Matillion Change Data Capture (CDC)

Matillion Change Data Capture (CDC) is a near real-time data ingestion architecture that offers a complete end-to-end solution for capturing, transforming, manipulating, and synchronizing data. Matillion CDC combines its specific data ingestion proficiency with Matillion ETL's best-in-class data transformation and load capabilities.

Matillion CDC provides an intuitive user experience to get you designing and running pipelines against popular source databases and data lakes.

Sources currently supported are:

Db2 for IBM i
PostgreSQL
Oracle
Microsoft SQL Server
MySQL

Reference architecture

Matillion CDC is a data integration platform that offers a hybrid approach to data control by using self-hosted agents. These agents are responsible for capturing and handling the data. By keeping the agents within the organization's infrastructure, the user retains control over their data.

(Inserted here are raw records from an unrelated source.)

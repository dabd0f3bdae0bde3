//! Frontend service: pure presentation helpers plus the data-access handles
//! they are composed with. Holds no request state.

use std::{collections::BTreeMap, sync::Arc};

use contracts::{
    Animal, AnimalFilter, CreateAnimal, CreateHerd, Herd, HerdFilter, UpdateAnimal,
    api::{HerdSummary, MAX_PER_PAGE, Page, TransferAnimals, TransferResult, TypeCount},
};
use uuid::Uuid;

use crate::api::{AnimalApi, ApiClientError, HerdApi};

/// One-line label, e.g. `Bessy (cow, #UK-1)`.
pub fn display_label(animal: &Animal) -> String {
    match &animal.tag {
        Some(tag) => format!("{} ({}, #{tag})", animal.name, animal.kind),
        None => format!("{} ({})", animal.name, animal.kind),
    }
}

/// Head count per type and total weight of a set of animals.
#[derive(Debug, Clone, PartialEq)]
pub struct Tally {
    pub head_count: i64,
    pub by_type: Vec<TypeCount>,
    pub total_weight_kg: f64,
}

pub fn herd_summary(animals: &[Animal]) -> Tally {
    let mut counts: BTreeMap<&str, i64> = BTreeMap::new();
    for animal in animals {
        *counts.entry(animal.kind.as_str()).or_default() += 1;
    }
    Tally {
        head_count: animals.len() as i64,
        by_type: counts
            .into_iter()
            .map(|(kind, count)| TypeCount { kind: kind.to_string(), count })
            .collect(),
        total_weight_kg: animals.iter().filter_map(|a| a.weight_kg).sum(),
    }
}

/// Replaces the animal with the same id, or appends it.
pub fn upsert(animals: &[Animal], animal: Animal) -> Vec<Animal> {
    let mut out = animals.to_vec();
    match out.iter_mut().find(|a| a.id == animal.id) {
        Some(existing) => *existing = animal,
        None => out.push(animal),
    }
    out
}

pub fn without(animals: &[Animal], id: Uuid) -> Vec<Animal> {
    animals.iter().filter(|a| a.id != id).cloned().collect()
}

/// Number of pages for `total` rows; an empty listing still has one page.
pub fn page_count(total: i64, per_page: u32) -> u32 {
    if total <= 0 || per_page == 0 {
        return 1;
    }
    let pages = (total + i64::from(per_page) - 1) / i64::from(per_page);
    u32::try_from(pages).unwrap_or(u32::MAX)
}

/// Sentence shown to the user for a failed request.
pub fn user_message(error: &ApiClientError) -> String {
    match error {
        ApiClientError::Validation { fields, .. } if !fields.is_empty() => {
            "Some fields need attention.".to_string()
        }
        ApiClientError::Validation { message, .. } => format!("The request was rejected: {message}."),
        ApiClientError::NotFound(_) => "That record no longer exists.".to_string(),
        ApiClientError::Conflict(message) => format!("Could not save: {message}."),
        ApiClientError::Server(_) => "The server ran into a problem. Please try again.".to_string(),
        ApiClientError::Transport(_) => "Could not reach the server. Check your connection.".to_string(),
        ApiClientError::Contract(_) => "The server sent data this app does not understand.".to_string(),
    }
}

/// Data access for the livestock screens.
#[derive(Clone)]
pub struct LivestockService {
    animals: Arc<dyn AnimalApi>,
    herds: Arc<dyn HerdApi>,
}

impl LivestockService {
    pub fn new(animals: Arc<dyn AnimalApi>, herds: Arc<dyn HerdApi>) -> Self {
        Self { animals, herds }
    }

    pub async fn list_animals(&self, filter: &AnimalFilter) -> Result<Page<Animal>, ApiClientError> {
        self.animals.list_animals(filter).await
    }

    pub async fn get_animal(&self, id: Uuid) -> Result<Animal, ApiClientError> {
        self.animals.get_animal(id).await
    }

    pub async fn create_animal(&self, body: &CreateAnimal) -> Result<Animal, ApiClientError> {
        self.animals.create_animal(body).await
    }

    pub async fn replace_animal(&self, id: Uuid, body: &CreateAnimal) -> Result<Animal, ApiClientError> {
        self.animals.replace_animal(id, body).await
    }

    pub async fn patch_animal(&self, id: Uuid, body: &UpdateAnimal) -> Result<Animal, ApiClientError> {
        self.animals.patch_animal(id, body).await
    }

    pub async fn delete_animal(&self, id: Uuid) -> Result<(), ApiClientError> {
        self.animals.delete_animal(id).await
    }

    /// Herd names by id, for labelling animals. Walks every page.
    pub async fn herd_names(&self) -> Result<BTreeMap<Uuid, String>, ApiClientError> {
        let mut names = BTreeMap::new();
        let mut page = 1;
        loop {
            let filter = HerdFilter {
                page: Some(page),
                per_page: Some(MAX_PER_PAGE),
            };
            let batch = self.herds.list_herds(&filter).await?;
            let fetched = batch.items.len();
            names.extend(batch.items.into_iter().map(|h| (h.id, h.name)));
            if fetched < MAX_PER_PAGE as usize || names.len() as i64 >= batch.total {
                return Ok(names);
            }
            page += 1;
        }
    }

    pub async fn create_herd(&self, body: &CreateHerd) -> Result<Herd, ApiClientError> {
        self.herds.create_herd(body).await
    }

    pub async fn herd_summary(&self, id: Uuid) -> Result<HerdSummary, ApiClientError> {
        self.herds.herd_summary(id).await
    }

    pub async fn move_to_herd(&self, herd_id: Uuid, animal_ids: Vec<Uuid>) -> Result<TransferResult, ApiClientError> {
        self.herds
            .transfer_animals(herd_id, &TransferAnimals { animal_ids })
            .await
    }
}

#[cfg(test)]
mod tests {
    use contracts::{FieldError, FieldErrorCode};

    use super::*;
    use crate::testing::{FakeApi, animal};

    #[test]
    fn test_display_label() {
        let mut bessy = animal("Bessy", "cow");
        assert_eq!(display_label(&bessy), "Bessy (cow)");
        bessy.tag = Some("UK-1".to_string());
        assert_eq!(display_label(&bessy), "Bessy (cow, #UK-1)");
    }

    #[test]
    fn test_herd_summary_counts_types_and_weight() {
        let mut a = animal("A", "cow");
        a.weight_kg = Some(400.0);
        let mut b = animal("B", "sheep");
        b.weight_kg = Some(55.5);
        let c = animal("C", "cow");

        let tally = herd_summary(&[a, b, c]);
        assert_eq!(tally.head_count, 3);
        assert_eq!(tally.total_weight_kg, 455.5);
        assert_eq!(tally.by_type[0], TypeCount { kind: "cow".to_string(), count: 2 });
        assert_eq!(tally.by_type[1].kind, "sheep");
    }

    #[test]
    fn test_upsert_and_without() {
        let a = animal("A", "pig");
        let b = animal("B", "pig");
        let list = upsert(&[a.clone()], b.clone());
        assert_eq!(list.len(), 2);

        let mut renamed = a.clone();
        renamed.name = "Ada".to_string();
        let list = upsert(&list, renamed);
        assert_eq!(list[0].name, "Ada");
        assert_eq!(list.len(), 2);

        assert_eq!(without(&list, a.id), vec![b]);
    }

    #[test]
    fn test_page_count() {
        assert_eq!(page_count(0, 25), 1);
        assert_eq!(page_count(25, 25), 1);
        assert_eq!(page_count(26, 25), 2);
        assert_eq!(page_count(10, 0), 1);
    }

    #[test]
    fn test_user_message_never_leaks_detail() {
        let msg = user_message(&ApiClientError::Server("SQLITE_BUSY at line 3".to_string()));
        assert!(!msg.contains("SQLITE"));

        let msg = user_message(&ApiClientError::Validation {
            message: "request failed validation".to_string(),
            fields: vec![FieldError {
                field: "name".to_string(),
                code: FieldErrorCode::Required,
                message: "is required".to_string(),
            }],
        });
        assert_eq!(msg, "Some fields need attention.");
    }

    #[tokio::test]
    async fn test_herd_names_walks_every_page() {
        let fake = FakeApi::with_animals(Vec::new());
        for i in 0..150 {
            fake.add_herd(&format!("Herd {i:03}"));
        }
        let service = LivestockService::new(fake.clone(), fake.clone());

        let names = service.herd_names().await.unwrap();
        assert_eq!(names.len(), 150);
        assert!(names.values().any(|n| n == "Herd 149"));
        assert_eq!(fake.herd_list_calls.load(std::sync::atomic::Ordering::SeqCst), 2);
    }
}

Matillion CDC architecture

Connecting to the source database: The Matillion Streaming agent establishes a connection with the source database from where it needs to capture the data changes and track the changes in real time.
Processing change events and writing to cloud storage: Once connected to the source database, the Matillion Streaming agent processes the change events occurring in the database. It captures and transforms the data changes into manageable units and writes them out in near real-time partitioned batches. These batches are then sent to the designated cloud storage destination.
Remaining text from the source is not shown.